> How to complete this task: From the first line to the last, give the records again exactly.

> Data shown:
⟨

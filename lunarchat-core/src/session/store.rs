//! Session collection and active-session selection

use chrono::{DateTime, Utc};
use uuid::Uuid;

use super::state::{AnalysisState, UploadState};
use crate::message::{MessageContent, MessageLog, Role};
use crate::{Error, Result};

/// Title given to every fresh session until the first user text arrives
pub const DEFAULT_TITLE: &str = "New Analysis";

/// Derived titles are cut to this many characters
const TITLE_MAX_LEN: usize = 40;

/// First message of every new session
const WELCOME: &str = "Select an analysis mode, then click 'Upload' and 'Send' to begin.";

/// One independent conversation thread with its own message log and
/// upload/analysis state.
#[derive(Debug, Clone)]
pub struct Session {
    /// Opaque unique id
    pub id: Uuid,
    /// Derived or default title
    pub title: String,
    /// Conversation history
    pub log: MessageLog,
    /// Upload lifecycle
    pub upload: UploadState,
    /// Analysis lifecycle
    pub analysis: AnalysisState,
    /// Bumped on every upload begin/cancel so stale completions of an
    /// abandoned call are ignored
    pub upload_epoch: u64,
    /// Same, for analysis requests
    pub analysis_epoch: u64,
    /// Creation time
    pub created_at: DateTime<Utc>,
}

impl Session {
    fn new() -> Self {
        let mut log = MessageLog::new();
        log.append(Role::System, MessageContent::text(WELCOME));
        Self {
            id: Uuid::new_v4(),
            title: DEFAULT_TITLE.to_string(),
            log,
            upload: UploadState::Idle,
            analysis: AnalysisState::Idle,
            upload_epoch: 0,
            analysis_epoch: 0,
            created_at: Utc::now(),
        }
    }

    /// Set the title from the first user-authored text; later calls do
    /// nothing, so the session keeps the name of its opening message.
    pub fn derive_title(&mut self, text: &str) {
        if self.title != DEFAULT_TITLE {
            return;
        }
        let trimmed = text.trim();
        if trimmed.is_empty() {
            return;
        }
        self.title = trimmed.chars().take(TITLE_MAX_LEN).collect();
    }

    /// URLs of every image that entered this conversation, in order
    pub fn image_urls(&self) -> Vec<&str> {
        self.log
            .snapshot()
            .iter()
            .filter_map(|msg| match &msg.content {
                MessageContent::Image(attachment) => Some(attachment.url.as_str()),
                _ => None,
            })
            .collect()
    }
}

/// Owns the session collection and the active-session selection.
///
/// Sessions are kept in creation order; the store is the only place the
/// collection itself is mutated.
#[derive(Debug, Default)]
pub struct SessionStore {
    sessions: Vec<Session>,
    active: Option<Uuid>,
}

impl SessionStore {
    pub fn new() -> Self {
        Self::default()
    }

    /// Insert a fresh session, make it active, and return its id
    pub fn create_session(&mut self) -> Uuid {
        let session = Session::new();
        let id = session.id;
        self.sessions.push(session);
        self.active = Some(id);
        tracing::debug!(session = %id, "created session");
        id
    }

    /// Remove a session. If it was active, the most-recently-created
    /// remaining session becomes active, or none.
    pub fn delete_session(&mut self, id: Uuid) -> Result<()> {
        let index = self
            .sessions
            .iter()
            .position(|s| s.id == id)
            .ok_or(Error::SessionNotFound(id))?;
        self.sessions.remove(index);

        if self.active == Some(id) {
            self.active = self.sessions.last().map(|s| s.id);
        }
        tracing::debug!(session = %id, "deleted session");
        Ok(())
    }

    /// Make an existing session the active one
    pub fn select_session(&mut self, id: Uuid) -> Result<()> {
        if !self.sessions.iter().any(|s| s.id == id) {
            return Err(Error::SessionNotFound(id));
        }
        self.active = Some(id);
        Ok(())
    }

    pub fn active_id(&self) -> Option<Uuid> {
        self.active
    }

    pub fn active(&self) -> Option<&Session> {
        self.active.and_then(|id| self.get(id))
    }

    pub fn get(&self, id: Uuid) -> Option<&Session> {
        self.sessions.iter().find(|s| s.id == id)
    }

    pub fn get_mut(&mut self, id: Uuid) -> Option<&mut Session> {
        self.sessions.iter_mut().find(|s| s.id == id)
    }

    /// Like [`get_mut`](Self::get_mut) but with a store-level error
    pub fn require_mut(&mut self, id: Uuid) -> Result<&mut Session> {
        self.get_mut(id).ok_or(Error::SessionNotFound(id))
    }

    /// All sessions in creation order
    pub fn sessions(&self) -> &[Session] {
        &self.sessions
    }

    pub fn len(&self) -> usize {
        self.sessions.len()
    }

    pub fn is_empty(&self) -> bool {
        self.sessions.is_empty()
    }
}

#[cfg(test)]
mod tests {
    use super::*;

    #[test]
    fn test_create_makes_session_active() {
        let mut store = SessionStore::new();
        let id = store.create_session();

        assert_eq!(store.active_id(), Some(id));
        let session = store.get(id).unwrap();
        assert_eq!(session.title, DEFAULT_TITLE);
        // fresh sessions open with the welcome line
        assert_eq!(session.log.len(), 1);
        assert_eq!(session.log.snapshot()[0].role, Role::System);
    }

    #[test]
    fn test_delete_falls_back_to_most_recent() {
        let mut store = SessionStore::new();
        let a = store.create_session();
        let b = store.create_session();
        let c = store.create_session();

        store.select_session(c).unwrap();
        store.delete_session(c).unwrap();
        // b was created after a, so it wins
        assert_eq!(store.active_id(), Some(b));

        store.delete_session(b).unwrap();
        store.delete_session(a).unwrap();
        assert_eq!(store.active_id(), None);
        assert!(store.is_empty());
    }

    #[test]
    fn test_delete_inactive_keeps_selection() {
        let mut store = SessionStore::new();
        let a = store.create_session();
        let b = store.create_session();

        store.select_session(a).unwrap();
        store.delete_session(b).unwrap();
        assert_eq!(store.active_id(), Some(a));
    }

    #[test]
    fn test_select_unknown_session_fails() {
        let mut store = SessionStore::new();
        store.create_session();
        assert!(matches!(
            store.select_session(Uuid::new_v4()),
            Err(Error::SessionNotFound(_))
        ));
    }

    #[test]
    fn test_title_derivation_happens_once() {
        let mut store = SessionStore::new();
        let id = store.create_session();
        let session = store.get_mut(id).unwrap();

        session.derive_title("What minerals are in this sample from the northern ridge site?");
        assert_eq!(session.title.chars().count(), 40);

        let first = session.title.clone();
        session.derive_title("a different message");
        assert_eq!(session.title, first);
    }

    #[test]
    fn test_blank_text_does_not_rename() {
        let mut store = SessionStore::new();
        let id = store.create_session();
        let session = store.get_mut(id).unwrap();

        session.derive_title("   ");
        assert_eq!(session.title, DEFAULT_TITLE);
    }
}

⟩

> Reply:
filename lunarchat-core/src/session/store.rs
//! Session collection and active-session selection

use chrono::{DateTime, Utc};
use uuid::Uuid;

use super::state::{AnalysisState, UploadState};
use crate::message::{MessageContent, MessageLog, Role};
use crate::{Error, Result};

/// Title given to every fresh session until the first user text arrives
pub const DEFAULT_TITLE: &str = "New Analysis";

/// Derived titles are cut to this many characters
const TITLE_MAX_LEN: usize = 40;

/// First message of every new session
const WELCOME: &str = "Select an analysis mode, then click 'Upload' and 'Send' to begin.";

/// One independent conversation thread with its own message log and
/// upload/analysis state.
#[derive(Debug, Clone)]
pub struct Session {
    /// Opaque unique id
    pub id: Uuid,
    /// Derived or default title
    pub title: String,
    /// Conversation history
    pub log: MessageLog,
    /// Upload lifecycle
    pub upload: UploadState,
    /// Analysis lifecycle
    pub analysis: AnalysisState,
    /// Bumped on every upload begin/cancel so stale completions of an
    /// abandoned call are ignored
    pub upload_epoch: u64,
    /// Same, for analysis requests
    pub analysis_epoch: u64,
    /// Creation time
    pub created_at: DateTime<Utc>,
}

impl Session {
    fn new() -> Self {
        let mut log = MessageLog::new();
        log.append(Role::System, MessageContent::text(WELCOME));
        Self {
            id: Uuid::new_v4(),
            title: DEFAULT_TITLE.to_string(),
            log,
            upload: UploadState::Idle,
            analysis: AnalysisState::Idle,
            upload_epoch: 0,
            analysis_epoch: 0,
            created_at: Utc::now(),
        }
    }

    /// Set the title from the first user-authored text; later calls do
    /// nothing, so the session keeps the name of its opening message.
    pub fn derive_title(&mut self, text: &str) {
        if self.title != DEFAULT_TITLE {
            return;
        }
        let trimmed = text.trim();
        if trimmed.is_empty() {
            return;
        }
        self.title = trimmed.chars().take(TITLE_MAX_LEN).collect();
    }

    /// URLs of every image that entered this conversation, in order
    pub fn image_urls(&self) -> Vec<&str> {
        self.log
            .snapshot()
            .iter()
            .filter_map(|msg| match &msg.content {
                MessageContent::Image(attachment) => Some(attachment.url.as_str()),
                _ => None,
            })
            .collect()
    }
}

/// Owns the session collection and the active-session selection.
///
/// Sessions are kept in creation order; the store is the only place the
/// collection itself is mutated.
#[derive(Debug, Default)]
pub struct SessionStore {
    sessions: Vec<Session>,
    active: Option<Uuid>,
}

impl SessionStore {
    pub fn new() -> Self {
        Self::default()
    }

    /// Insert a fresh session, make it active, and return its id
    pub fn create_session(&mut self) -> Uuid {
        let session = Session::new();
        let id = session.id;
        self.sessions.push(session);
        self.active = Some(id);
        tracing::debug!(session = %id, "created session");
        id
    }

    /// Remove a session. If it was active, the most-recently-created
    /// remaining session becomes active, or none.
    pub fn delete_session(&mut self, id: Uuid) -> Result<()> {
        let index = self
            .sessions
            .iter()
            .position(|s| s.id == id)
            .ok_or(Error::SessionNotFound(id))?;
        self.sessions.remove(index);

        if self.active == Some(id) {
            self.active = self.sessions.last().map(|s| s.id);
        }
        tracing::debug!(session = %id, "deleted session");
        Ok(())
    }

    /// Make an existing session the active one
    pub fn select_session(&mut self, id: Uuid) -> Result<()> {
        if !self.sessions.iter().any(|s| s.id == id) {
            return Err(Error::SessionNotFound(id));
        }
        self.active = Some(id);
        Ok(())
    }

    pub fn active_id(&self) -> Option<Uuid> {
        self.active
    }

    pub fn active(&self) -> Option<&Session> {
        self.active.and_then(|id| self.get(id))
    }

    pub fn get(&self, id: Uuid) -> Option<&Session> {
        self.sessions.iter().find(|s| s.id == id)
    }

    pub fn get_mut(&mut self, id: Uuid) -> Option<&mut Session> {
        self.sessions.iter_mut().find(|s| s.id == id)
    }

    /// Like [`get_mut`](Self::get_mut) but with a store-level error
    pub fn require_mut(&mut self, id: Uuid) -> Result<&mut Session> {
        self.get_mut(id).ok_or(Error::SessionNotFound(id))
    }

    /// All sessions in creation order
    pub fn sessions(&self) -> &[Session] {
        &self.sessions
    }

    pub fn len(&self) -> usize {
        self.sessions.len()
    }

    pub fn is_empty(&self) -> bool {
        self.sessions.is_empty()
    }
}

#[cfg(test)]
mod tests {
    use super::*;

    #[test]
    fn test_create_makes_session_active() {
        let mut store = SessionStore::new();
        let id = store.create_session();

        assert_eq!(store.active_id(), Some(id));
        let session = store.get(id).unwrap();
        assert_eq!(session.title, DEFAULT_TITLE);
        // fresh sessions open with the welcome line
        assert_eq!(session.log.len(), 1);
        assert_eq!(session.log.snapshot()[0].role, Role::System);
    }

    #[test]
    fn test_delete_falls_back_to_most_recent() {
        let mut store = SessionStore::new();
        let a = store.create_session();
        let b = store.create_session();
        let c = store.create_session();

        store.select_session(c).unwrap();
        store.delete_session(c).unwrap();
        // b was created after a, so it wins
        assert_eq!(store.active_id(), Some(b));

        store.delete_session(b).unwrap();
        store.delete_session(a).unwrap();
        assert_eq!(store.active_id(), None);
        assert!(store.is_empty());
    }

    #[test]
    fn test_delete_inactive_keeps_selection() {
        let mut store = SessionStore::new();
        let a = store.create_session();
        let b = store.create_session();

        store.select_session(a).unwrap();
        store.delete_session(b).unwrap();
        assert_eq!(store.active_id(), Some(a));
    }

    #[test]
    fn test_select_unknown_session_fails() {
        let mut store = SessionStore::new();
        store.create_session();
        assert!(matches!(
            store.select_session(Uuid::new_v4()),
            Err(Error::SessionNotFound(_))
        ));
    }

    #[test]
    fn test_title_derivation_happens_once() {
        let mut store = SessionStore::new();
        let id = store.create_session();
        let session = store.get_mut(id).unwrap();

        session.derive_title("What minerals are in this sample from the northern ridge site?");
        assert_eq!(session.title.chars().count(), 40);

        let first = session.title.clone();
        session.derive_title("a different message");
        assert_eq!(session.title, first);
    }

    #[test]
    fn test_blank_text_does_not_rename() {
        let mut store = SessionStore::new();
        let id = store.create_session();
        let session = store.get_mut(id).unwrap();

        session.derive_title("   ");
        assert_eq!(session.title, DEFAULT_TITLE);
    }
}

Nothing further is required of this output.